* TASK GOAL
Each line of the data below containing "Result" needs to be listed.

* DATA
// Copyright (c) 2025 Soumyadip Sarkar.
// All rights reserved.
//
// This source code is licensed under the license found in the
// LICENSE file in the root directory of this source tree.

use anyhow::{Context, Result};
use chrono::{Datelike, NaiveDate};
use comfy_table::{Cell, Table, presets::UTF8_FULL};
use rust_decimal::Decimal;

const UA: &str = concat!("smartspend/", env!("CARGO_PKG_VERSION"));

/// Short month labels, fixed and locale independent.
pub const MONTH_LABELS: [&str; 12] = [
    "Jan", "Feb", "Mar", "Apr", "May", "Jun", "Jul", "Aug", "Sep", "Oct", "Nov", "Dec",
];

pub fn http_client(timeout_secs: u64) -> Result<reqwest::blocking::Client> {
    let c = reqwest::blocking::Client::builder()
        .timeout(std::time::Duration::from_secs(timeout_secs))
        .user_agent(UA)
        .build()?;
    Ok(c)
}

pub fn parse_date(s: &str) -> Result<NaiveDate> {
    NaiveDate::parse_from_str(s.trim(), "%Y-%m-%d")
        .with_context(|| format!("Invalid date '{}', expected YYYY-MM-DD", s))
}

/// Date part of a wire value: `YYYY-MM-DD` or an RFC 3339 timestamp.
pub fn parse_wire_date(s: &str) -> Option<NaiveDate> {
    let s = s.trim();
    let head = s.get(..10)?;
    NaiveDate::parse_from_str(head, "%Y-%m-%d").ok()
}

pub fn parse_decimal(s: &str) -> Result<Decimal> {
    s.trim()
        .parse::<Decimal>()
        .with_context(|| format!("Invalid decimal '{}'", s))
}

pub fn short_month(date: NaiveDate) -> &'static str {
    MONTH_LABELS[date.month0() as usize]
}

/// Canonical label for a user supplied month such as `jan` or `Jan`.
pub fn parse_month_label(s: &str) -> Option<&'static str> {
    let s = s.trim();
    MONTH_LABELS
        .iter()
        .copied()
        .find(|m| m.eq_ignore_ascii_case(s))
}

pub fn is_year_label(s: &str) -> bool {
    s.len() == 4 && s.bytes().all(|b| b.is_ascii_digit())
}

pub fn fmt_money(d: &Decimal) -> String {
    format!("${:.2}", d.round_dp(2))
}

pub fn pretty_table(headers: &[&str], rows: Vec<Vec<String>>) -> Table {
    let mut t = Table::new();
    t.load_preset(UTF8_FULL);
    t.set_header(headers.iter().map(|h| Cell::new(*h)));
    for r in rows {
        t.add_row(r.into_iter().map(Cell::new));
    }
    t
}

pub fn maybe_print_json<T: serde::Serialize>(
    json_flag: bool,
    jsonl_flag: bool,
    v: &T,
) -> Result<bool> {
    if json_flag {
        println!("{}", serde_json::to_string_pretty(v)?);
        return Ok(true);
    }
    if jsonl_flag {
        // If v is an array, stream each element; else stream single line
        let val = serde_json::to_value(v)?;
        if let Some(arr) = val.as_array() {
            for item in arr {
                println!("{}", serde_json::to_string(item)?);
            }
        } else {
            println!("{}", serde_json::to_string(&val)?);
        }
        return Ok(true);
    }
    Ok(false)
}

* SOLVED EXERCISE
use anyhow::{Context, Result};
pub fn http_client(timeout_secs: u64) -> Result<reqwest::blocking::Client> {
pub fn parse_date(s: &str) -> Result<NaiveDate> {
pub fn parse_decimal(s: &str) -> Result<Decimal> {
) -> Result<bool> {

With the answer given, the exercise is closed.